Extracted records START

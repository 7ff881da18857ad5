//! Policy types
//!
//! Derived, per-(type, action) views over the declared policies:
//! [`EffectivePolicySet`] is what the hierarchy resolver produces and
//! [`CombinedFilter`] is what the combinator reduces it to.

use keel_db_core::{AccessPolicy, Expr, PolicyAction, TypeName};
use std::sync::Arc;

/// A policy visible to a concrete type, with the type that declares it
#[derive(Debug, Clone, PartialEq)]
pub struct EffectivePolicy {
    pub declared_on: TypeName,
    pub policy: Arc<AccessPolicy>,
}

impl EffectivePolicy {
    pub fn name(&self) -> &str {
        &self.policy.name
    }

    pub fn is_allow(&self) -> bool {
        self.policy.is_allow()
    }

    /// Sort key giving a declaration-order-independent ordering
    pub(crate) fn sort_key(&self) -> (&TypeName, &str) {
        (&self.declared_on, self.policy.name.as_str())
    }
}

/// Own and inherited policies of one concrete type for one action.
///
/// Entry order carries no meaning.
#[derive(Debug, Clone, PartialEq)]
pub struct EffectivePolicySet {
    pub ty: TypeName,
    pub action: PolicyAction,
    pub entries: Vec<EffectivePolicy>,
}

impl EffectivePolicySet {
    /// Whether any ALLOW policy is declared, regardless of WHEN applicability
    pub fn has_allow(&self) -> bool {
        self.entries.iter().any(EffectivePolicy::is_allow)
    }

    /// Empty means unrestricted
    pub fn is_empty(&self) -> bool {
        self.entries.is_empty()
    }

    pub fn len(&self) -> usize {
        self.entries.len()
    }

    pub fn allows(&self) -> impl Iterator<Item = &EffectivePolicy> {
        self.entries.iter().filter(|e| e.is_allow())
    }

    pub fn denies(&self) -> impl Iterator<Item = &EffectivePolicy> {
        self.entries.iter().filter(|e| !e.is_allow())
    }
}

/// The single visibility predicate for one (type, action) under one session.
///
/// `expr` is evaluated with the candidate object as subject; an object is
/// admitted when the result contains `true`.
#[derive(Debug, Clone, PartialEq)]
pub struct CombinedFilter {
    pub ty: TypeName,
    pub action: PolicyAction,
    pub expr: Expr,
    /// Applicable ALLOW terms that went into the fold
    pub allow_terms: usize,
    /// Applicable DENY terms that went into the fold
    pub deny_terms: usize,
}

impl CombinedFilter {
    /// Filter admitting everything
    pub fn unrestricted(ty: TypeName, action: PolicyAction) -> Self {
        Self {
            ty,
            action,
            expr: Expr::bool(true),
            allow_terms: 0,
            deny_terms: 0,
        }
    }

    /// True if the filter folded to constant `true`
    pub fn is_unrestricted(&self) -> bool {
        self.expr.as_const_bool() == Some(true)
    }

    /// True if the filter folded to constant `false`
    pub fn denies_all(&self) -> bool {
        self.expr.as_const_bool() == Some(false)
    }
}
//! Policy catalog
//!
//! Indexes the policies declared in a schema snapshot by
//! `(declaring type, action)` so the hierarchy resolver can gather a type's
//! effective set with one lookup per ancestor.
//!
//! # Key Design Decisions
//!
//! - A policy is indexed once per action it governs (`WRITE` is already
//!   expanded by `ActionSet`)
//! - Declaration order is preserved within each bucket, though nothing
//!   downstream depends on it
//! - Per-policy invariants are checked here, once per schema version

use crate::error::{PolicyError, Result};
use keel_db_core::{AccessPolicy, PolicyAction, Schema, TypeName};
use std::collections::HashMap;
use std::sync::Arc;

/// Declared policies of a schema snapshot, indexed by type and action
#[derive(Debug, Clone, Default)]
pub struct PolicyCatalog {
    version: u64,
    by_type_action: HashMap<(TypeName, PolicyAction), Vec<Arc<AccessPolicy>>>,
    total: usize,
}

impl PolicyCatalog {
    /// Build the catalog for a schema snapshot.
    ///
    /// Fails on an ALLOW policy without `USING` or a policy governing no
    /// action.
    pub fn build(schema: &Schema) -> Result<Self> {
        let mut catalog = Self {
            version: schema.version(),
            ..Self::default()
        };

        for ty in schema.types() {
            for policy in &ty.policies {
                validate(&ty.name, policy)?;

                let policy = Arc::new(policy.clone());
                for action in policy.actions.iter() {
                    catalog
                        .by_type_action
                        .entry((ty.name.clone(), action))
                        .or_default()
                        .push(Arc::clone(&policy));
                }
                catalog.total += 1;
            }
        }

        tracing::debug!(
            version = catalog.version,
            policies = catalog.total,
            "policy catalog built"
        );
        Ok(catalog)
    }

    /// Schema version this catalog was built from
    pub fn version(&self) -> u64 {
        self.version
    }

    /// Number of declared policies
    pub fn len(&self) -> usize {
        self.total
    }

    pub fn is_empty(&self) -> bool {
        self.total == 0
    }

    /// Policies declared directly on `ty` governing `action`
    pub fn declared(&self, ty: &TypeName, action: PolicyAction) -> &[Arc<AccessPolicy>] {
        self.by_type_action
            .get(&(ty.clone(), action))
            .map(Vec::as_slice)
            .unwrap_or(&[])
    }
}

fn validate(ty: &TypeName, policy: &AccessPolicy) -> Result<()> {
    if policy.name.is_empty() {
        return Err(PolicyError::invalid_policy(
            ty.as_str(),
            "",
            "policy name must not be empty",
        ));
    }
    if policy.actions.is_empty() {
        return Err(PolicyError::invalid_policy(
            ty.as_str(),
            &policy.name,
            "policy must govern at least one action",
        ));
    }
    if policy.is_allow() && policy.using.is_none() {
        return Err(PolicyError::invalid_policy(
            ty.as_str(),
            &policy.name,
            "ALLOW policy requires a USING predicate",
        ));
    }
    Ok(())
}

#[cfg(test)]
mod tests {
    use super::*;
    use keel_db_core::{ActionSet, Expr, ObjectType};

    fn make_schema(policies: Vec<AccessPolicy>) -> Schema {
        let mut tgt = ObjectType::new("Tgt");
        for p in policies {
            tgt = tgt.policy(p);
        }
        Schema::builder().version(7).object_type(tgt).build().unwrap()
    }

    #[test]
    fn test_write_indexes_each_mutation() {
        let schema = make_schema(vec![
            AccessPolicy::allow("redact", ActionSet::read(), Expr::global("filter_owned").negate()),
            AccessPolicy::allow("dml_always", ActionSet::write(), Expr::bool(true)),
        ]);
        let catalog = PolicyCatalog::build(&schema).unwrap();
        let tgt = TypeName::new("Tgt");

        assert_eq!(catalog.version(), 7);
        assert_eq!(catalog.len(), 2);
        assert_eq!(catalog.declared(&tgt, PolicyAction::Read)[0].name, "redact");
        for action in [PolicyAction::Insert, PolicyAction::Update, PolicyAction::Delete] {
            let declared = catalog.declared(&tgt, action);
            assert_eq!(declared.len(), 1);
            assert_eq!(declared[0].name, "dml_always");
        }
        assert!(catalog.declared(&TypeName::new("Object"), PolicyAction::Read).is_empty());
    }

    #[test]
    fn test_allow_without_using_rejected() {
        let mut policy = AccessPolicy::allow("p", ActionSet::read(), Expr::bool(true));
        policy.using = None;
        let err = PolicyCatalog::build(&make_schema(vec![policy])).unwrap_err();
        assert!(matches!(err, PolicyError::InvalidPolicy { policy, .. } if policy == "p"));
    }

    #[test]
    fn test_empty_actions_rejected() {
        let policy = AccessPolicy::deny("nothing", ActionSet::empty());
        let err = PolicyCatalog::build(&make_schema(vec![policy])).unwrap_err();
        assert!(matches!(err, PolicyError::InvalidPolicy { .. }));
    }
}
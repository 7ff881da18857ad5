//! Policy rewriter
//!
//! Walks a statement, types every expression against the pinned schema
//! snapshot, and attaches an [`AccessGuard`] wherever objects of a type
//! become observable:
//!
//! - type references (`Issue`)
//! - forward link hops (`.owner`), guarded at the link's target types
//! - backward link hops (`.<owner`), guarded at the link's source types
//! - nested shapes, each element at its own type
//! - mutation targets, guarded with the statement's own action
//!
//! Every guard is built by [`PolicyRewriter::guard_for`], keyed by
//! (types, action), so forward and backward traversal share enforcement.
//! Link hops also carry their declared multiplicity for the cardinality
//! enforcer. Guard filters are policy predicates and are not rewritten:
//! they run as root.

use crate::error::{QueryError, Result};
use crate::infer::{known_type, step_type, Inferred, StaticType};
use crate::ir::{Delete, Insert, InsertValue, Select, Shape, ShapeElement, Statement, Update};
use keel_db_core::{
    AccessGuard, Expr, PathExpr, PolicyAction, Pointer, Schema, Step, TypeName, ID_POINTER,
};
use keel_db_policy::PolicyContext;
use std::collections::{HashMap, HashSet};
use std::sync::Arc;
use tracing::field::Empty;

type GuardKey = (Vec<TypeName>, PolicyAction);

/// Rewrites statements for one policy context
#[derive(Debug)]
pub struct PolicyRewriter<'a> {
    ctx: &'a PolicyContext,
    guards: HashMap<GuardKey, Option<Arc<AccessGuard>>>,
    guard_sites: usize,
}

Extracted records END

_Your objective_
Only lines with the word "nothing" count here; copy every one from the records.

_Problem solution_
//! - Declaration order is preserved within each bucket, though nothing
        let policy = AccessPolicy::deny("nothing", ActionSet::empty());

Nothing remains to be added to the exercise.